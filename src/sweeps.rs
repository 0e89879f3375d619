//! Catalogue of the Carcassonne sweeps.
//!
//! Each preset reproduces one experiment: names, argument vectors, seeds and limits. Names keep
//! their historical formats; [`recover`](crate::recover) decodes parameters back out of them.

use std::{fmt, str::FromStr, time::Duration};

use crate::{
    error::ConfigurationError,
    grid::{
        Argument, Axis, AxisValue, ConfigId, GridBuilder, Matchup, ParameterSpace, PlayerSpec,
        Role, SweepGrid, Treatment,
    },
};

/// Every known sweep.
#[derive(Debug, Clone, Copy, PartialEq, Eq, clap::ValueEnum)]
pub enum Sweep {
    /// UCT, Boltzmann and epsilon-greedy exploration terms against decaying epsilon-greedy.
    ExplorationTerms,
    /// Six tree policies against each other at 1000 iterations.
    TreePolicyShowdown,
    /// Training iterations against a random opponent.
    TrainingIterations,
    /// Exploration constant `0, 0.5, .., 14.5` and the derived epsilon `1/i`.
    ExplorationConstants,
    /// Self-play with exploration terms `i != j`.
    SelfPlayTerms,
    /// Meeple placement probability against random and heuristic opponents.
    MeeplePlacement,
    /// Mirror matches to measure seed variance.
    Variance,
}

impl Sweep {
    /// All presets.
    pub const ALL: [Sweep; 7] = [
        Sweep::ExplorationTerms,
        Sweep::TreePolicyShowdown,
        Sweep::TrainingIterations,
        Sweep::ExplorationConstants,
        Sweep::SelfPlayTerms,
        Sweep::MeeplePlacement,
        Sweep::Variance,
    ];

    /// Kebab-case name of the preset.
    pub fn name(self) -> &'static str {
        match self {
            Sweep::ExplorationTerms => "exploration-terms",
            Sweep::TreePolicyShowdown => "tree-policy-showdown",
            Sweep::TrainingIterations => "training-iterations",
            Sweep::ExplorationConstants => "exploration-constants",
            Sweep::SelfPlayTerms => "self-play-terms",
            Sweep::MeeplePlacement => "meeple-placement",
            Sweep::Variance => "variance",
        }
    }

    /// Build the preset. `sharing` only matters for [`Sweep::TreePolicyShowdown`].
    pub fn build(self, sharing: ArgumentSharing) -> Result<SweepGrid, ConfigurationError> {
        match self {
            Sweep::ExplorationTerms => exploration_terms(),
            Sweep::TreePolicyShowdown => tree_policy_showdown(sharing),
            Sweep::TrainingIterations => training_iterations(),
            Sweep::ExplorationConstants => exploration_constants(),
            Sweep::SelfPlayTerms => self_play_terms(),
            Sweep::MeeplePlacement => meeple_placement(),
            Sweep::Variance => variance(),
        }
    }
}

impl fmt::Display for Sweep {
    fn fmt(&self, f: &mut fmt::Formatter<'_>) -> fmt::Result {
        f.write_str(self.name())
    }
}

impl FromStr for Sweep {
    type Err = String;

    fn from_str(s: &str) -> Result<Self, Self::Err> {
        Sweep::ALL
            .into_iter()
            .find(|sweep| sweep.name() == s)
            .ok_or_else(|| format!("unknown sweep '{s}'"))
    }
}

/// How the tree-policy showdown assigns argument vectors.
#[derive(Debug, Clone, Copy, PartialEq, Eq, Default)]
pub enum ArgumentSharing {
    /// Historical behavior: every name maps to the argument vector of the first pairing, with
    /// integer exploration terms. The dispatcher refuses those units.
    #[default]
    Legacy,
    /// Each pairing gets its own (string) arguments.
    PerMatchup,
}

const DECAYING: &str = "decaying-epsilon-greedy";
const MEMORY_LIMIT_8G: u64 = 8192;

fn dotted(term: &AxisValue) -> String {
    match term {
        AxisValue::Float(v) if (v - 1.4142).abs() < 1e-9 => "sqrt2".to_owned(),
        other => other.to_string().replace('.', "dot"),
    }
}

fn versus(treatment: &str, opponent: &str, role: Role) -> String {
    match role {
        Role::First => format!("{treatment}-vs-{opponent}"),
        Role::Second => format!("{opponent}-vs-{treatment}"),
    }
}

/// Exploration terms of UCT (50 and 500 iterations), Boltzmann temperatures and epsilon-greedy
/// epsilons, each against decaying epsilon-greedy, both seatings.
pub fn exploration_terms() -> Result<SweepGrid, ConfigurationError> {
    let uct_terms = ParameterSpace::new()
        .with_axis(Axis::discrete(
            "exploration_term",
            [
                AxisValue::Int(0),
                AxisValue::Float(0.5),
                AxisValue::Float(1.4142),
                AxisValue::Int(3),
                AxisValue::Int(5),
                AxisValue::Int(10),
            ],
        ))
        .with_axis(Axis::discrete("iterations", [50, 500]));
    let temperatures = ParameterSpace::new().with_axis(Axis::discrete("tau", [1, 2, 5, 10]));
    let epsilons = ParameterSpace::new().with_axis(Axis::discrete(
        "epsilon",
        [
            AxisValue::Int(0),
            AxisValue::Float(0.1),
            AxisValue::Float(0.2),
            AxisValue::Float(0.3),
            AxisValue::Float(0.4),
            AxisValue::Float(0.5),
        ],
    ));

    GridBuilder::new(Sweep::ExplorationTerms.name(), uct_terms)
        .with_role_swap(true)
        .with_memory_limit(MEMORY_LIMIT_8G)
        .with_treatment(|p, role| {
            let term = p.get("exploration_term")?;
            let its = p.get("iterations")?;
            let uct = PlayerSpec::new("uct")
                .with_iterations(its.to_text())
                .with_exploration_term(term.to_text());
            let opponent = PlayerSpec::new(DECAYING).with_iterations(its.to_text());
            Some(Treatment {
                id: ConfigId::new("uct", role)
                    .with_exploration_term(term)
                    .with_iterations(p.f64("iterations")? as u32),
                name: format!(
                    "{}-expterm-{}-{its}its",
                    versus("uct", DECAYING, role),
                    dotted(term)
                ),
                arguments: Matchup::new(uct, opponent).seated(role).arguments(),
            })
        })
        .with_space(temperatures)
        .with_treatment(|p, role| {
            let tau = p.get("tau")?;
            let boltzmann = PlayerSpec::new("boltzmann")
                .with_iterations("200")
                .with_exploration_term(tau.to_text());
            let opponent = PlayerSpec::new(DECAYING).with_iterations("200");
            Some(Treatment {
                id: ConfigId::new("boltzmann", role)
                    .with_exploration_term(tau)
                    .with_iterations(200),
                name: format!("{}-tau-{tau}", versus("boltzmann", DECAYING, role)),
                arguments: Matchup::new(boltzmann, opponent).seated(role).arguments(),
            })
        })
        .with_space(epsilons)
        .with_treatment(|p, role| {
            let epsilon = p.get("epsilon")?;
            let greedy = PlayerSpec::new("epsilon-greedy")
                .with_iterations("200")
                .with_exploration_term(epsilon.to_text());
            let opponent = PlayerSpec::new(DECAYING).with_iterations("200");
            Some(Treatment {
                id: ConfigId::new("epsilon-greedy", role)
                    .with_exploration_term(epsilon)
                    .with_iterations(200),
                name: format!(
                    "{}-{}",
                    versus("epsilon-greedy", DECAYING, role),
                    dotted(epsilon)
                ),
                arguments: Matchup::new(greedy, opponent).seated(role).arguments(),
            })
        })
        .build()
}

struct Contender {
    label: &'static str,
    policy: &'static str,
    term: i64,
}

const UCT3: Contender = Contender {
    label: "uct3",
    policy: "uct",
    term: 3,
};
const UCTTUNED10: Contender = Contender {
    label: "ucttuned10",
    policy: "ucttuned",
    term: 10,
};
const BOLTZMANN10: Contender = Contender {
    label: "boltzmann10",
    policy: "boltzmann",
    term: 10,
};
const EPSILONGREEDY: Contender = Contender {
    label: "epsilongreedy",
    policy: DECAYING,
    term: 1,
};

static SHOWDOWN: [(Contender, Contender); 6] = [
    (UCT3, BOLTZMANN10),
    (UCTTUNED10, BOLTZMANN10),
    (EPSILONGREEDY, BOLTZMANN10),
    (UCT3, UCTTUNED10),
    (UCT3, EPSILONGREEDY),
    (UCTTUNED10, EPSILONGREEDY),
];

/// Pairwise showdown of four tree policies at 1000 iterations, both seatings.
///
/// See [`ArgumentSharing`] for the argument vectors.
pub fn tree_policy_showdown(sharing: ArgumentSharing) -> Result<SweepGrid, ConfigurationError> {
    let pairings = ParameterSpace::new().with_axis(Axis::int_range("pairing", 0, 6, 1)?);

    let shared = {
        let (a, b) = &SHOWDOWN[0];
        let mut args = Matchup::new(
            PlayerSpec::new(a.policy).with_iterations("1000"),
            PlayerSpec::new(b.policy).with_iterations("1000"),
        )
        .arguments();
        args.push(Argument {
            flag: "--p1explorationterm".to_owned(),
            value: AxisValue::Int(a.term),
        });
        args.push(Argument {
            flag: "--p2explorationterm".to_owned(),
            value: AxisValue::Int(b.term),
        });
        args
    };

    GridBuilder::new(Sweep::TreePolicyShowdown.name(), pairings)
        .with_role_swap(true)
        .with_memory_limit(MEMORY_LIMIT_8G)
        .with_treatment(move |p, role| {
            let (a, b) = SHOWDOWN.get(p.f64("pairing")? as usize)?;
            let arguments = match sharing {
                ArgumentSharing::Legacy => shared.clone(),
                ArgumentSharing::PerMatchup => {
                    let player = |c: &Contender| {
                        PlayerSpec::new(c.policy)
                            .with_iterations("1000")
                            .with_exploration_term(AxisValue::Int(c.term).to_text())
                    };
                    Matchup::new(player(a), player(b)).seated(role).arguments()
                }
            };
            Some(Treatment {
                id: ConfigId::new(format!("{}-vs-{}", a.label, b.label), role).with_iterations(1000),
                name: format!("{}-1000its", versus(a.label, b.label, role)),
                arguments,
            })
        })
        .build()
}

TASK DIRECTIONS:
A single number is requested: the count of lines in the data that hold "pairings".

REPLY:
2